Several times I have asked you to provide a way we can generate hypothesis about evil and test it's truth or find for a null hypothesis. YOu have not done so. Why not?

"You have argued from the diversity of ethical opinions,"

That's only part of my argument. The main idea is that evil is an abstract concept, and a poorly defined one at that. Diversity of opinions just shows there is no evidential basis for showing one definition of evil is more accurate than the next, nor any way or scientifically choosing between the competing ideas of what is evil. If you have a scientific way of choosing one definition and testing it in a way where it could be shown to be false, please do let me know.

In my world starfish have 5 legs too. It's just that we created counting and numbers and 5. The starfish is the starfish and starfish shaped regardless. It's just that the human mind can not bring all the stimulus into conscious awareness with filtering and reassembling it at the subconscious level, recreating reality, categorizing it, quantifying, abstracting, and making conclusions and generalizations. It's what our brains do. By the time it hits our awareness (our conscious mind) quite a lot of work has gone on under the hood. There is a difference between our perceptions, our created conscious mental tools such as language and math, our abstract concepts such as evil, justice and honor, and the physical world.

I can give you evidence that the human nervous system filters stimulus and recreates the outer world as you perceive it. Three examples off the top of my head are blind spots, filtering out background noise, and conformity.There are more but 3 will take me long enough to explain. Just keep in mind there is a difference between saying reality is perceived and human s can never totally escape subjectivity and saying there is no reality and all things are equally true. You have a habit of misstating my position on that matter.

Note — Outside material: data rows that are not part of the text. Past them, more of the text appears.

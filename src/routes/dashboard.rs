// ABOUTME: Dashboard route handlers serving the current panel views
// ABOUTME: Supports manual refetch of one card or of every panel
//
// SPDX-License-Identifier: MIT OR Apache-2.0
// Copyright (c) 2025 Pierre Fitness Intelligence

use crate::context::ServerContext;
use crate::dashboard::{Dashboard, DashboardView};
use crate::errors::{AppError, AppResult};
use axum::{
    extract::{Query, State},
    http::StatusCode,
    routing::{get, post},
    Json, Router,
};
use serde::Deserialize;
use std::sync::Arc;

/// Query parameters for a manual refetch
#[derive(Debug, Deserialize)]
struct RefetchParams {
    city: Option<String>,
}

/// Dashboard routes
pub struct DashboardRoutes;

impl DashboardRoutes {
    /// Create the dashboard routes
    pub fn routes(context: Arc<ServerContext>) -> Router {
        Router::new()
            .route("/api/dashboard", get(Self::handle_view))
            .route("/api/dashboard/refetch", post(Self::handle_refetch))
            .with_state(context)
    }

    fn mounted(context: &ServerContext) -> AppResult<&Arc<Dashboard>> {
        context
            .dashboard()
            .ok_or_else(|| AppError::not_found("Dashboard"))
    }

    async fn handle_view(State(context): State<Arc<ServerContext>>) -> AppResult<Json<DashboardView>> {
        Ok(Json(Self::mounted(&context)?.view()))
    }

    async fn handle_refetch(
        State(context): State<Arc<ServerContext>>,
        Query(params): Query<RefetchParams>,
    ) -> AppResult<StatusCode> {
        let dashboard = Self::mounted(&context)?;
        let Some(city) = params.city.as_deref() else {
            dashboard.refetch_all();
            return Ok(StatusCode::ACCEPTED);
        };
        if dashboard.refetch_city(city) {
            Ok(StatusCode::ACCEPTED)
        } else {
            Err(AppError::not_found(format!("Dashboard card '{city}'")))
        }
    }
}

Blinds pots are cause by the way mammalian eyes work. There is an optic nerve at the back of the eye that connect it to our brains. This blocks the photo receptors at the back of our retinas. You can test for your own blind spot and see evidence of it by following the directions here: http://faculty.washington.edu/chudler/chvision.html. When both eyes our open, the brain can cover up the blind spots by taking information from both eyes and reassembling it. If we saw only the stimulus actually received by our eyes and carried through the optic nerves "as is" we would have all sorts of dots and little floaty bits in our vision. Our brain essentially "Photoshops" what we see for us before we see it. "Projections from the retina to the brain generate retinotopic maps...Defined groups of neurons in the primary visual cortex process different aspects of visual information. This can lead to all sorts of interesting optical illusions but I won't paste those urls here. The fact is what you think you see is limited by your abilty to pick up stimulus, processed and essentially resembled so it looks whole. Without even getting to abstract thought and higher cognition, your perception is biased and your view necessarily subjective. I will have to give my next two bits of evidence in another post as RL calls now.

Several attributes of visual information go to the primary visual cortex: motion, form or shape, and color. These aspects of the visual scene travel to different modules or groups of cortical cells (some are given names such as "columns" or "blobs.") In order for us to perceive and interpret these kinds of visual information, other brain areas beyond the primary visual cortex must process the signals and put the visual scene back together." http://faculty.washington.edu/chudler/eyetr.html

16 years ago #5673
Bev writes:

I am not sure how many times I can say there is a difference between abstract concepts that we created and physcical nature.

But that's just my point. I don't want you to say the same thing again. I want you to give evidence for what you said.

I will add, though, that I consider our concepts to be part of physical nature.

I have never disagreed that, e.g., a concept of a wombat is not a wombat. Most concepts are different from the objects they refer to or describe. But I can't see how this commits one to subjectivism. On the contrary, it fits in smoothly with the idea that most of reality si what it is quite independently of what we think about it.